Country Road Punakaiki

Firstly, what is bach you ask? Well a bach (pronounced “batch”) is a house, a home, a crib, a hut… it’s usually a small and often very modest holiday home in New Zealand. Baches are an iconic part of New Zealand’s history and culture. They give us an opportunity to escape and to explore. An opportunity to be a part of the land. Our first story takes us across to the West Coast of the South Island (or ‘the coast’ as locals call it). We hired a bach in Punakaiki, the gateway to the Paparoa National Park. Punakaiki is renowned for its rocky coastline, lush rainforests and deserted beaches. The famous Pancake Rocks and Blowholes remind us of how beautiful mother nature can be in rain, hail or shine. The West Coast is rugged and raw. It’s an honest and untouched beauty which makes visiting all the more unique. Our home for the weekend is an incredibly loved and quintessential kiwi bach. Hidden away off the coastal highway and built on solid rock that faces out towards the Tasman Sea, Woodpecker Bay Bach is a place where stories are made.
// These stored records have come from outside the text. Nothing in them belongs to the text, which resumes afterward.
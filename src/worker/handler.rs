use std::any::Any;
use std::panic::{AssertUnwindSafe, catch_unwind};
use std::sync::Arc;

use serde_json::json;

use crate::connection::{Connection, ConnectionError, ConnectionId};
use crate::logging::{LogLevel, Logger};
use crate::manager::{CommandHandler, HandlerError};
use crate::utils::timing::measure_job;
use crate::wire::codec::{CommandType, Packet};

use super::ability::{AbilityTable, Advertisement};
use super::job::{Job, JobContext, JobFailure, JobResult};
use super::lock::JobLock;

const LOG_CONTEXT: &str = "worker::handler";

#[derive(Clone, Copy, Debug, PartialEq, Eq)]
pub enum HandlerState {
    Idle,
    Sleeping,
    AwaitingAssignment,
    Executing,
}

impl HandlerState {
    pub fn as_str(self) -> &'static str {
        match self {
            Self::Idle => "idle",
            Self::Sleeping => "sleeping",
            Self::AwaitingAssignment => "awaiting assignment",
            Self::Executing => "executing",
        }
    }
}

/// State shared by every handler of one worker: the registered abilities,
/// the client id, and the job lock.
pub struct WorkerContext {
    pub(crate) abilities: AbilityTable,
    pub(crate) client_id: Option<String>,
    pub(crate) job_lock: JobLock,
    pub(crate) logger: Arc<Logger>,
}

impl WorkerContext {
    pub fn new(logger: Arc<Logger>) -> Self {
        Self {
            abilities: AbilityTable::new(),
            client_id: None,
            job_lock: JobLock::new(),
            logger,
        }
    }

    pub fn abilities(&self) -> &AbilityTable {
        &self.abilities
    }

    pub fn client_id(&self) -> Option<&str> {
        self.client_id.as_deref()
    }

    pub fn job_lock(&self) -> &JobLock {
        &self.job_lock
    }
}

/// Worker side of the protocol for one job server connection.
///
/// After connecting it advertises its abilities and asks for work. A NO_JOB
/// answer puts it to sleep until the server sends NOOP. An assignment runs
/// only while the handler holds the worker's [`JobLock`]; when the lock is
/// busy the assignment is parked and retried from [`CommandHandler::resume`].
#[derive(Debug)]
pub struct WorkerHandler {
    connection_id: ConnectionId,
    state: HandlerState,
    abilities: Vec<Advertisement>,
    client_id: Option<String>,
    pending_job: Option<Job>,
}

impl WorkerHandler {
    pub fn connection_id(&self) -> ConnectionId {
        self.connection_id
    }

    pub fn state(&self) -> HandlerState {
        self.state
    }

    pub fn abilities(&self) -> &[Advertisement] {
        &self.abilities
    }

    pub fn client_id(&self) -> Option<&str> {
        self.client_id.as_deref()
    }

    pub fn pending_job(&self) -> Option<&Job> {
        self.pending_job.as_ref()
    }

    /// Replaces the advertised set with a full reset followed by one CAN_DO
    /// per ability. The protocol state is left untouched.
    pub fn set_abilities(
        &mut self,
        connection: &mut Connection,
        abilities: Vec<Advertisement>,
    ) -> Result<(), ConnectionError> {
        self.abilities = abilities;
        connection.enqueue_command(CommandType::ResetAbilities, &[])?;
        for ability in &self.abilities {
            match ability.timeout {
                Some(timeout) => connection.enqueue_command(
                    CommandType::CanDoTimeout,
                    &[ability.task.as_bytes(), timeout.to_string().as_bytes()],
                )?,
                None => connection.enqueue_command(CommandType::CanDo, &[ability.task.as_bytes()])?,
            }
        }
        Ok(())
    }

    pub fn set_client_id(
        &mut self,
        connection: &mut Connection,
        client_id: Option<String>,
    ) -> Result<(), ConnectionError> {
        self.client_id = client_id;
        if let Some(client_id) = &self.client_id {
            connection.enqueue_command(CommandType::SetClientId, &[client_id.as_bytes()])?;
        }
        Ok(())
    }

    fn request_job(&mut self, connection: &mut Connection) -> Result<(), HandlerError> {
        connection.enqueue_command(CommandType::GrabJobUniq, &[])?;
        self.state = HandlerState::AwaitingAssignment;
        Ok(())
    }

    fn sleep(&mut self, connection: &mut Connection) -> Result<(), HandlerError> {
        connection.enqueue_command(CommandType::PreSleep, &[])?;
        self.state = HandlerState::Sleeping;
        Ok(())
    }

    fn unexpected(&self, command: CommandType) -> HandlerError {
        HandlerError::UnexpectedCommand {
            command,
            state: self.state.as_str(),
        }
    }

    fn recv_noop(&mut self, connection: &mut Connection) -> Result<(), HandlerError> {
        match self.state {
            HandlerState::Idle | HandlerState::Sleeping => self.request_job(connection),
            // a wake-up racing our own GRAB_JOB; the answer is already on its way
            HandlerState::AwaitingAssignment | HandlerState::Executing => Ok(()),
        }
    }

    fn recv_no_job(&mut self, connection: &mut Connection) -> Result<(), HandlerError> {
        if self.state != HandlerState::AwaitingAssignment || self.pending_job.is_some() {
            return Err(self.unexpected(CommandType::NoJob));
        }
        self.sleep(connection)
    }

    fn recv_job_assign(
        &mut self,
        packet: Packet,
        connection: &mut Connection,
        context: &mut WorkerContext,
    ) -> Result<(), HandlerError> {
        let command = packet.command;
        if self.state != HandlerState::AwaitingAssignment || self.pending_job.is_some() {
            return Err(self.unexpected(command));
        }
        let job = Job::from_assignment(self.connection_id, packet)
            .ok_or_else(|| self.unexpected(command))?;

        context.logger.log(
            LogLevel::Info,
            Some(LOG_CONTEXT),
            "Job assigned",
            Some(json!({
                "server": connection.address().to_string(),
                "handle": job.handle(),
                "task": job.task(),
                "unique": job.unique(),
                "data_bytes": job.data().len(),
            })),
        );

        if !context.job_lock.try_acquire(self.connection_id) {
            context.logger.debug(
                Some(LOG_CONTEXT),
                &format!(
                    "job lock busy, parking job {} until it frees up",
                    job.handle()
                ),
            );
            self.pending_job = Some(job);
            return Ok(());
        }

        self.run_job(job, connection, context)
    }

    fn run_job(
        &mut self,
        job: Job,
        connection: &mut Connection,
        context: &mut WorkerContext,
    ) -> Result<(), HandlerError> {
        if !context.job_lock.is_held_by(self.connection_id) {
            return Err(HandlerError::InvariantViolation {
                message: format!(
                    "connection {} tried to execute {} without the job lock",
                    self.connection_id,
                    job.handle()
                ),
            });
        }

        self.state = HandlerState::Executing;
        let outcome = execute(&job, connection, context);
        let reported = report_outcome(&job, outcome, connection, &context.logger);

        let released = context.job_lock.release(self.connection_id);
        self.state = HandlerState::Idle;
        released.map_err(|error| HandlerError::InvariantViolation {
            message: error.to_string(),
        })?;
        reported?;

        self.request_job(connection)
    }
}

/// The single point where a callback's result, error or panic becomes a
/// [`JobResult`].
fn execute(job: &Job, connection: &mut Connection, context: &WorkerContext) -> JobResult {
    let Some(callback) = context.abilities.callback(job.task()) else {
        return Err(JobFailure::UnregisteredTask(job.task().to_owned()));
    };

    let mut job_context = JobContext::new(job, connection);
    measure_job(job, Some(LOG_CONTEXT), &context.logger, || {
        catch_unwind(AssertUnwindSafe(|| callback(&mut job_context)))
            .unwrap_or_else(|payload| Err(JobFailure::Panicked(panic_message(payload.as_ref()))))
    })
}

fn panic_message(payload: &(dyn Any + Send)) -> String {
    payload
        .downcast_ref::<&str>()
        .map(|message| (*message).to_owned())
        .or_else(|| payload.downcast_ref::<String>().cloned())
        .unwrap_or_else(|| "non-string panic payload".to_owned())
}

fn report_outcome(
    job: &Job,
    outcome: JobResult,
    connection: &mut Connection,
    logger: &Logger,
) -> Result<(), ConnectionError> {
    let handle = job.handle_bytes();
    match outcome {
        Ok(data) => match connection
            .enqueue_command(CommandType::WorkComplete, &[handle, data.as_slice()])
        {
            Err(ConnectionError::Codec { source, .. }) => {
                logger.error(
                    Some(LOG_CONTEXT),
                    &format!(
                        "result of job {} cannot be framed ({source}), reporting failure instead",
                        job.handle()
                    ),
                );
                connection.enqueue_command(CommandType::WorkFail, &[handle])
            }
            reported => {
                logger.log(
                    LogLevel::Info,
                    Some(LOG_CONTEXT),
                    "Job completed",
                    Some(json!({
                        "handle": job.handle(),
                        "task": job.task(),
                        "result_bytes": data.len(),
                    })),
                );
                reported
            }
        },
        Err(failure) => {
            logger.log(
                LogLevel::Warn,
                Some(LOG_CONTEXT),
                "Job failed",
                Some(json!({
                    "handle": job.handle(),
                    "task": job.task(),
                    "reason": failure.to_string(),
                })),
            );
            if let Some(data) = failure.exception_data() {
                connection.enqueue_command(CommandType::WorkException, &[handle, data])?;
            }
            connection.enqueue_command(CommandType::WorkFail, &[handle])
        }
    }
}

impl CommandHandler for WorkerHandler {
    type Context = WorkerContext;

    fn create(connection_id: ConnectionId, context: &WorkerContext) -> Self {
        Self {
            connection_id,
            state: HandlerState::Idle,
            abilities: context.abilities.advertisements(),
            client_id: context.client_id.clone(),
            pending_job: None,
        }
    }

    fn on_connected(
        &mut self,
        connection: &mut Connection,
        _context: &mut WorkerContext,
    ) -> Result<(), HandlerError> {
        let client_id = self.client_id.take();
        self.set_client_id(connection, client_id)?;
        let abilities = std::mem::take(&mut self.abilities);
        self.set_abilities(connection, abilities)?;
        self.request_job(connection)
    }

    fn handle_command(
        &mut self,
        packet: Packet,
        connection: &mut Connection,
        context: &mut WorkerContext,
    ) -> Result<(), HandlerError> {
        match packet.command {
            CommandType::Noop => self.recv_noop(connection),
            CommandType::NoJob => self.recv_no_job(connection),
            CommandType::JobAssign | CommandType::JobAssignUniq => {
                self.recv_job_assign(packet, connection, context)
            }
            CommandType::EchoRes | CommandType::OptionRes => {
                context.logger.debug(
                    Some(LOG_CONTEXT),
                    &format!(
                        "{} from {}: {}",
                        packet.command,
                        connection.address(),
                        packet.field_str(0)
                    ),
                );
                Ok(())
            }
            CommandType::Error => Err(HandlerError::ServerError {
                code: packet.field_str(0).into_owned(),
                text: packet.field_str(1).into_owned(),
            }),
            command => Err(self.unexpected(command)),
        }
    }

    fn resume(
        &mut self,
        connection: &mut Connection,
        context: &mut WorkerContext,
    ) -> Result<bool, HandlerError> {
        let Some(job) = self.pending_job.take() else {
            return Ok(false);
        };
        if !context.job_lock.try_acquire(self.connection_id) {
            self.pending_job = Some(job);
            return Ok(false);
        }

        self.run_job(job, connection, context)?;
        Ok(true)
    }

    fn on_teardown(&mut self, connection_id: ConnectionId, context: &mut WorkerContext) {
        if context.job_lock.force_release(connection_id) {
            context.logger.warn(
                Some(LOG_CONTEXT),
                &format!("released job lock held by closed connection {connection_id}"),
            );
        }
        if let Some(job) = self.pending_job.take() {
            context.logger.warn(
                Some(LOG_CONTEXT),
                &format!(
                    "dropping parked job {} from closed connection {connection_id}",
                    job.handle()
                ),
            );
        }
        self.state = HandlerState::Idle;
    }
}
If you’re lucky, some of the local wildlife (seals and penguins) may even pop in to say hello. A trip to the West Coast would not complete without a whitebait sandwich. A whitebait fritter (whitebait, egg and a pinch of salt and pepper) in between a couple of slices of crunchy, fresh white bread and some freshly squeezed lemon, and you’ve got yourself a true kiwi favourite! During the spring months, you’ll often see locals out ‘whitebaiting’ in rivers trying to catch some of this renowned delicacy. If you manage to get some, park up on a deserted beach, with a locally brewed Monteiths Radler in hand and watch that famous West Coast sunset. It’ll be a moment that will stay with you forever.